//! Column descriptors
//!
//! A column descriptor declares how to extract, label, and order one field of
//! an entity for tabular display. Descriptors are supplied per entity type and
//! are immutable for the lifetime of a screen.

use std::cmp::Ordering;
use std::fmt;
use std::sync::Arc;

use chrono::{DateTime, NaiveDate, Utc};

/// The value vocabulary a column accessor can produce
///
/// Every cell is one of these; comparisons and string rendering are defined
/// here so FilterEngine and SortEngine never inspect entity types directly.
#[derive(Debug, Clone, PartialEq)]
pub enum CellValue {
    Null,
    Bool(bool),
    Int(i64),
    Float(f64),
    Text(String),
    Date(NaiveDate),
    Timestamp(DateTime<Utc>),
}

impl CellValue {
    /// Total ordering used by SortEngine
    ///
    /// Rules:
    /// - numeric values (Int/Float) compare numerically, cross-kind included
    /// - Date/Timestamp compare by timestamp (a Date is midnight UTC)
    /// - Text compares case-sensitively by code point
    /// - Null sorts before any value
    /// - remaining cross-kind pairs fall back to a fixed kind rank
    pub fn compare(&self, other: &CellValue) -> Ordering {
        use CellValue::*;

        match (self, other) {
            (Null, Null) => Ordering::Equal,
            (Null, _) => Ordering::Less,
            (_, Null) => Ordering::Greater,

            (Bool(a), Bool(b)) => a.cmp(b),

            (Int(a), Int(b)) => a.cmp(b),
            (Int(a), Float(b)) => compare_f64(*a as f64, *b),
            (Float(a), Int(b)) => compare_f64(*a, *b as f64),
            (Float(a), Float(b)) => compare_f64(*a, *b),

            (Text(a), Text(b)) => a.cmp(b),

            (Date(a), Date(b)) => a.cmp(b),
            (Timestamp(a), Timestamp(b)) => a.cmp(b),
            (Date(a), Timestamp(b)) => day_start(*a).cmp(b),
            (Timestamp(a), Date(b)) => a.cmp(&day_start(*b)),

            // Mixed kinds within one column should not happen; rank by kind
            // so the sort stays total and deterministic
            _ => self.kind_rank().cmp(&other.kind_rank()),
        }
    }

    /// Day-granularity view of the value, used by date-range filters
    ///
    /// Text values are parsed as RFC 3339 or `%Y-%m-%d`; anything else that
    /// is not a date yields `None` (a range filter with a bound set then
    /// excludes the record rather than erroring).
    pub fn as_day(&self) -> Option<NaiveDate> {
        match self {
            CellValue::Date(d) => Some(*d),
            CellValue::Timestamp(ts) => Some(ts.date_naive()),
            CellValue::Text(s) => parse_day(s),
            _ => None,
        }
    }

    /// String form used by equality filters and plain rendering
    pub fn render(&self) -> String {
        match self {
            CellValue::Null => String::new(),
            CellValue::Bool(b) => b.to_string(),
            CellValue::Int(n) => n.to_string(),
            CellValue::Float(x) => x.to_string(),
            CellValue::Text(s) => s.clone(),
            CellValue::Date(d) => d.format("%Y-%m-%d").to_string(),
            CellValue::Timestamp(ts) => ts.to_rfc3339(),
        }
    }

    /// Fixed rank for cross-kind comparisons
    fn kind_rank(&self) -> u8 {
        match self {
            CellValue::Null => 0,
            CellValue::Bool(_) => 1,
            CellValue::Int(_) | CellValue::Float(_) => 2,
            CellValue::Text(_) => 3,
            CellValue::Date(_) | CellValue::Timestamp(_) => 4,
        }
    }
}

impl fmt::Display for CellValue {
    fn fmt(&self, f: &mut fmt::Formatter<'_>) -> fmt::Result {
        f.write_str(&self.render())
    }
}

/// NaN-safe float comparison (NaN compares equal to everything rather than
/// poisoning the sort)
fn compare_f64(a: f64, b: f64) -> Ordering {
    a.partial_cmp(&b).unwrap_or(Ordering::Equal)
}

fn day_start(day: NaiveDate) -> DateTime<Utc> {
    DateTime::from_naive_utc_and_offset(day.and_hms_opt(0, 0, 0).unwrap_or_default(), Utc)
}

/// Parse a day from text: RFC 3339 first, then plain `%Y-%m-%d`
pub(crate) fn parse_day(s: &str) -> Option<NaiveDate> {
    if let Ok(ts) = DateTime::parse_from_rfc3339(s) {
        return Some(ts.with_timezone(&Utc).date_naive());
    }
    NaiveDate::parse_from_str(s, "%Y-%m-%d").ok()
}

/// Describes one column of an entity grid
///
/// `accessor` extracts the cell value from a record — either a direct field
/// read or a derived computation. `sortable` gates SortEngine: a sort state
/// naming an unsortable column leaves the input order untouched.
#[derive(Clone)]
pub struct ColumnDescriptor<E> {
    /// Stable column id, referenced by filter and sort state
    pub id: String,

    /// Display label
    pub header: String,

    /// Field accessor (direct key or derived function)
    pub accessor: Arc<dyn Fn(&E) -> CellValue + Send + Sync>,

    /// Whether SortEngine may order by this column
    pub sortable: bool,
}

impl<E> ColumnDescriptor<E> {
    /// Create a sortable column
    pub fn new(
        id: impl Into<String>,
        header: impl Into<String>,
        accessor: impl Fn(&E) -> CellValue + Send + Sync + 'static,
    ) -> Self {
        Self {
            id: id.into(),
            header: header.into(),
            accessor: Arc::new(accessor),
            sortable: true,
        }
    }

    /// Mark the column as not sortable (render-only columns, action columns)
    pub fn unsortable(mut self) -> Self {
        self.sortable = false;
        self
    }

    /// Extract this column's value from a record
    pub fn value_of(&self, record: &E) -> CellValue {
        (self.accessor)(record)
    }
}

impl<E> fmt::Debug for ColumnDescriptor<E> {
    fn fmt(&self, f: &mut fmt::Formatter<'_>) -> fmt::Result {
        f.debug_struct("ColumnDescriptor")
            .field("id", &self.id)
            .field("header", &self.header)
            .field("sortable", &self.sortable)
            .finish()
    }
}

/// Find a column by id in a descriptor list
pub(crate) fn find_column<'a, E>(
    columns: &'a [ColumnDescriptor<E>],
    id: &str,
) -> Option<&'a ColumnDescriptor<E>> {
    columns.iter().find(|c| c.id == id)
}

# WHAT TO PRODUCE
Work through the entries, filtering for the string "unsortable", and copy each line that holds it.

# SOLUTION FOR THIS PROBLEM
/// naming an unsortable column leaves the input order untouched.
    pub fn unsortable(mut self) -> Self {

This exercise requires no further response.